Found 906 more words, that brought the total to 20,412.


----------



## Butterfly (Nov 12, 2013)

I haven't updated this in a while. Think I was at...

Day 9 - 1705

Day 10 - 3738 (Sunday)

Day 11 - 2099

Day 12 - (Today) 3959

Brings me up to... 36081.

I have the main plot sorted, beginning middle and end, all done. Now I have to go back and fill in the plot holes and turn all those tricky bits of notes and bullet points into actual scenes. Now the real work begins!


----------



## Chilari (Nov 12, 2013)

Day 12. After a zero day yesterday because I couldn't stop reading the latest Terry Pretchett novel, I've done a good few words today - over 2,700, with a tital wordcount just shy of 14,000. If I can maintain a similar daily wordcount for the next few days I will hopefully catch up with where I'm meant to be by the weekend.


----------



## Chessie (Nov 12, 2013)

I did 2,183 today for a total of 19,865. I really hoped to be over 20,000 by now but I have to stop writing for the day. I have some massive time off coming in this weekend so I'm hoping to blast out a good chunk of story by Sunday. 
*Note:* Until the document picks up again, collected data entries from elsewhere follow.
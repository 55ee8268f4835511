//! Shipping quote command.

use anyhow::{Context as _, Result};
use serde::Serialize;
use souq_commerce::shipping::ShippingResult;
use souq_commerce::Zone;

use super::{read_cart, QuoteArgs};
use crate::context::Context;
use crate::output::reason_badge;

#[derive(Serialize)]
struct ZoneQuote<'a> {
    zone: &'a Zone,
    #[serde(flatten)]
    quote: &'a ShippingResult,
}

/// Run the quote command.
pub async fn run(args: QuoteArgs, ctx: &Context) -> Result<()> {
    let zones = args
        .zone
        .iter()
        .map(|raw| Zone::new(raw).with_context(|| format!("Invalid --zone '{}'", raw)))
        .collect::<Result<Vec<_>>>()?;
    for zone in zones.iter().filter(|zone| zone.governorate().is_none()) {
        ctx.output
            .warn(&format!("'{}' is not a known governorate; quoting anyway.", zone));
    }

    let items = read_cart(ctx, &args.cart)?;
    let store = ctx.store(args.fixture.as_deref())?;
    let calculator = ctx
        .calculator(store)
        .with_fan_out(ctx.config.shipping.fan_out && !args.sequential);
    let cache = ctx.quote_cache();

    let mut quotes = Vec::with_capacity(zones.len());
    for zone in &zones {
        let result = cache
            .quote(&calculator, &items, zone)
            .await
            .with_context(|| format!("Shipping quote for {} failed", zone))?;
        quotes.push(result);
    }

    let stats = cache.stats();
    ctx.output.debug(&format!(
        "Quote cache: {} hit(s), {} miss(es), capacity {}",
        stats.hits, stats.misses, ctx.config.cache.capacity
    ));

    if ctx.output.is_json() {
        match quotes.as_slice() {
            [single] => ctx.output.json(single),
            _ => {
                let rows: Vec<ZoneQuote<'_>> = zones
                    .iter()
                    .zip(&quotes)
                    .map(|(zone, quote)| ZoneQuote { zone, quote })
                    .collect();
                ctx.output.json(&rows);
            }
        }
        return Ok(());
    }

    for (zone, result) in zones.iter().zip(&quotes) {
        print_quote(ctx, zone, result);
    }
    Ok(())
}

fn print_quote(ctx: &Context, zone: &Zone, result: &ShippingResult) {
    ctx.output
        .header(&format!("Shipping to {} ({})", zone.label_en(), zone.label()));
    let widths = [20, 12, 14];
    ctx.output.table_row(&["SELLER", "COST", "REASON"], &widths);
    for entry in result.breakdown() {
        let seller = entry
            .vendor_id
            .as_ref()
            .map(|v| v.to_string())
            .unwrap_or_else(|| "platform".to_string());
        let cost = entry.cost.display();
        ctx.output.table_row(&[&seller, &cost, entry.reason.as_str()], &widths);
        ctx.output
            .debug(&format!("{} resolved by {}", seller, reason_badge(entry.reason)));
    }

    println!();
    if result.is_free() {
        ctx.output.success("Free shipping");
    } else {
        ctx.output.success(&format!(
            "Total shipping: {}",
            result.total_shipping().display()
        ));
    }
}
//! Money type for representing monetary values.
//!
//! Uses an integer count of minor units (piastres, cents) to avoid the
//! floating-point drift that plagues monetary sums.

use serde::{Deserialize, Serialize};
use std::fmt;

use crate::error::CommerceError;

/// Supported currencies.
#[derive(Debug, Clone, Copy, PartialEq, Eq, Hash, Serialize, Deserialize, Default)]
pub enum Currency {
    #[default]
    EGP,
    USD,
    EUR,
    GBP,
    SAR,
    AED,
}

impl Currency {
    /// Get the currency code (e.g., "EGP").
    pub fn code(&self) -> &'static str {
        match self {
            Currency::EGP => "EGP",
            Currency::USD => "USD",
            Currency::EUR => "EUR",
            Currency::GBP => "GBP",
            Currency::SAR => "SAR",
            Currency::AED => "AED",
        }
    }

    /// Get the currency symbol.
    pub fn symbol(&self) -> &'static str {
        match self {
            Currency::EGP => "E\u{00a3}",
            Currency::USD => "$",
            Currency::EUR => "\u{20ac}",
            Currency::GBP => "\u{00a3}",
            Currency::SAR => "SR",
            Currency::AED => "AED ",
        }
    }

    /// Number of decimal places for this currency.
    pub fn decimal_places(&self) -> u32 {
        2
    }

    /// Minor units per major unit (100 piastres per pound).
    pub fn minor_per_major(&self) -> i64 {
        10_i64.pow(self.decimal_places())
    }

    /// Parse a currency code string.
    pub fn from_code(code: &str) -> Option<Self> {
        match code.trim().to_uppercase().as_str() {
            "EGP" => Some(Currency::EGP),
            "USD" => Some(Currency::USD),
            "EUR" => Some(Currency::EUR),
            "GBP" => Some(Currency::GBP),
            "SAR" => Some(Currency::SAR),
            "AED" => Some(Currency::AED),
            _ => None,
        }
    }
}

impl fmt::Display for Currency {
    fn fmt(&self, f: &mut fmt::Formatter<'_>) -> fmt::Result {
        write!(f, "{}", self.code())
    }
}

/// A monetary value with currency.
#[derive(Debug, Clone, Copy, PartialEq, Eq, Hash, Serialize, Deserialize, Default)]
pub struct Money {
    /// Amount in the smallest currency unit.
    pub amount_minor: i64,
    /// The currency.
    pub currency: Currency,
}

impl Money {
    /// Create a new Money value from minor units.
    pub fn new(amount_minor: i64, currency: Currency) -> Self {
        Self {
            amount_minor,
            currency,
        }
    }

    /// Create a Money value from whole currency units.
    ///
    /// ```
    /// use souq_commerce::money::{Currency, Money};
    /// let rate = Money::from_major(25, Currency::EGP);
    /// assert_eq!(rate.amount_minor, 2500);
    /// ```
    pub fn from_major(amount: i64, currency: Currency) -> Self {
        Self::new(amount * currency.minor_per_major(), currency)
    }

    /// Create a Money value from a decimal amount, rounded to minor units.
    ///
    /// ```
    /// use souq_commerce::money::{Currency, Money};
    /// let price = Money::from_decimal(49.99, Currency::EGP);
    /// assert_eq!(price.amount_minor, 4999);
    /// ```
    pub fn from_decimal(amount: f64, currency: Currency) -> Self {
        let amount_minor = (amount * currency.minor_per_major() as f64).round() as i64;
        Self::new(amount_minor, currency)
    }

    /// Create a zero amount in the given currency.
    pub fn zero(currency: Currency) -> Self {
        Self::new(0, currency)
    }

    /// Check if this is zero.
    pub fn is_zero(&self) -> bool {
        self.amount_minor == 0
    }

    /// Check if this is negative.
    pub fn is_negative(&self) -> bool {
        self.amount_minor < 0
    }

    /// Convert to a decimal value.
    pub fn to_decimal(&self) -> f64 {
        self.amount_minor as f64 / self.currency.minor_per_major() as f64
    }

    /// Format as a display string (e.g., "E£25.00").
    pub fn display(&self) -> String {
        format!("{}{}", self.currency.symbol(), self.display_amount())
    }

    /// Format without symbol (e.g., "25.00").
    pub fn display_amount(&self) -> String {
        let places = self.currency.decimal_places() as usize;
        format!("{:.places$}", self.to_decimal())
    }

    /// Add another Money value of the same currency.
    pub fn checked_add(&self, other: &Money) -> Result<Money, CommerceError> {
        self.ensure_same_currency(other)?;
        self.amount_minor
            .checked_add(other.amount_minor)
            .map(|amount| Money::new(amount, self.currency))
            .ok_or(CommerceError::Overflow)
    }

    /// Subtract another Money value of the same currency.
    pub fn checked_sub(&self, other: &Money) -> Result<Money, CommerceError> {
        self.ensure_same_currency(other)?;
        self.amount_minor
            .checked_sub(other.amount_minor)
            .map(|amount| Money::new(amount, self.currency))
            .ok_or(CommerceError::Overflow)
    }

    /// Multiply by an integer factor.
    pub fn checked_mul(&self, factor: i64) -> Result<Money, CommerceError> {
        self.amount_minor
            .checked_mul(factor)
            .map(|amount| Money::new(amount, self.currency))
            .ok_or(CommerceError::Overflow)
    }

    /// Calculate a percentage of this amount, rounded to minor units.
    pub fn percentage(&self, percent: f64) -> Money {
        let amount = (self.amount_minor as f64 * percent / 100.0).round() as i64;
        Money::new(amount, self.currency)
    }

    /// The smaller of two amounts of the same currency.
    pub fn min(self, other: Money) -> Money {
        if other.amount_minor < self.amount_minor {
            other
        } else {
            self
        }
    }

    /// Sum an iterator of Money values.
    pub fn sum<'a>(
        iter: impl IntoIterator<Item = &'a Money>,
        currency: Currency,
    ) -> Result<Money, CommerceError> {
        iter.into_iter()
            .try_fold(Money::zero(currency), |acc, m| acc.checked_add(m))
    }

    fn ensure_same_currency(&self, other: &Money) -> Result<(), CommerceError> {
        if self.currency != other.currency {
            return Err(CommerceError::CurrencyMismatch {
                expected: self.currency.code().to_string(),
                got: other.currency.code().to_string(),
            });
        }
        Ok(())
    }
}

impl fmt::Display for Money {
    fn fmt(&self, f: &mut fmt::Formatter<'_>) -> fmt::Result {
        write!(f, "{}", self.display())
    }
}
I did get stuck on my antagonist's chapter as I stated before, so I jumped ahead to the following part which was a romance scene and that lit my fire. And of course, the scene that interrupts the love session is an action one, so I'm pretty excited about that. I get to use some magic!


----------



## NellaFantasia (Nov 12, 2013)

Day 12: 10,030 words total

With only 600 words written I was about to go to bed, but kicked my butt into gear instead and poured out 2,400 words. I made my goal for today, though I'm unsure about the 5k I want to write tomorrow...Sounds like a good idea in theory anyway.


----------



## sarasvati (Nov 13, 2013)

I don't remember the last time I updated here. I have been busy with life and writing like mad in between, managing a chapter a day (although this past Sunday's was completed after midnight, I am still counting that day as a success!). So I'll just update for today.

Day 12: 36K-something

I am still worried that my characters are sitting around talking too much. I don't know how to fix it. Action feels forced. I'll worry about it more in revision, because at least right now I have momentum.


----------



## Philip Overby (Nov 13, 2013)

If you feel your characters sitting around talking is interesting, then I don't see a problem with that. Lots of novels deal with people talking about various situations through discussion. Don't force action if your novel doesn't particularly need it. One thing I would do though, is try to have as much conflict as you can if your characters are sitting around talking. If they're just talking about stuff in general, it maybe isn't so interesting. If they're trying to figure out the best way to deal with a dragon is to kill it or trap it, then you have some conflict to play off of.

Good luck!


----------



## Philip Overby (Nov 13, 2013)

*Day 13:* Thanks to word wars with Chilari and senseiseth (which I lost handily, by the way  ) I cranked out a sizable amount of words last night taking my word count to *32,900 words.* It's midnight here, so Day 14 has officially begun. I'm going to give it a go tonight, but I'm pretty tired due to a wonky sleep schedule. Let's see what I can do. Good luck everyone!


----------



## Chessie (Nov 13, 2013)

I'm writing a horror scene today...so I hope my word count goes sky high with some dark ambient music to boost the mood.


----------



## nlough (Nov 13, 2013)

Day 13: My 5th day of writing and I wrote a little 3,000 words today that's 500 more than I my daily goal bringing my total word count to a little over 15,000. I thought I had written my ending yesterday but while at work last night I tried think of a few closing paragraphs for my story when a better ending popped in my head. I no way did it change the previous ending, okay I guess technically it did but the part I had before is still in there it just continues into the final part of the story involving an epic fight scene. Listening to my Heavy Metal music really helped. Looking to do at least 2500 more words tomorrow, I'm aiming for 5,000 if I can but if I only write 2500 that's fine. I still have a lot of the middle to write so I have plenty of holes to fill. Hope everyone else's writing is going well and keep up the good work.


----------



## Graylorne (Nov 13, 2013)

Day 13: 1,670. That makes my total NaNo score 22,082. I'm officially back on schedule now.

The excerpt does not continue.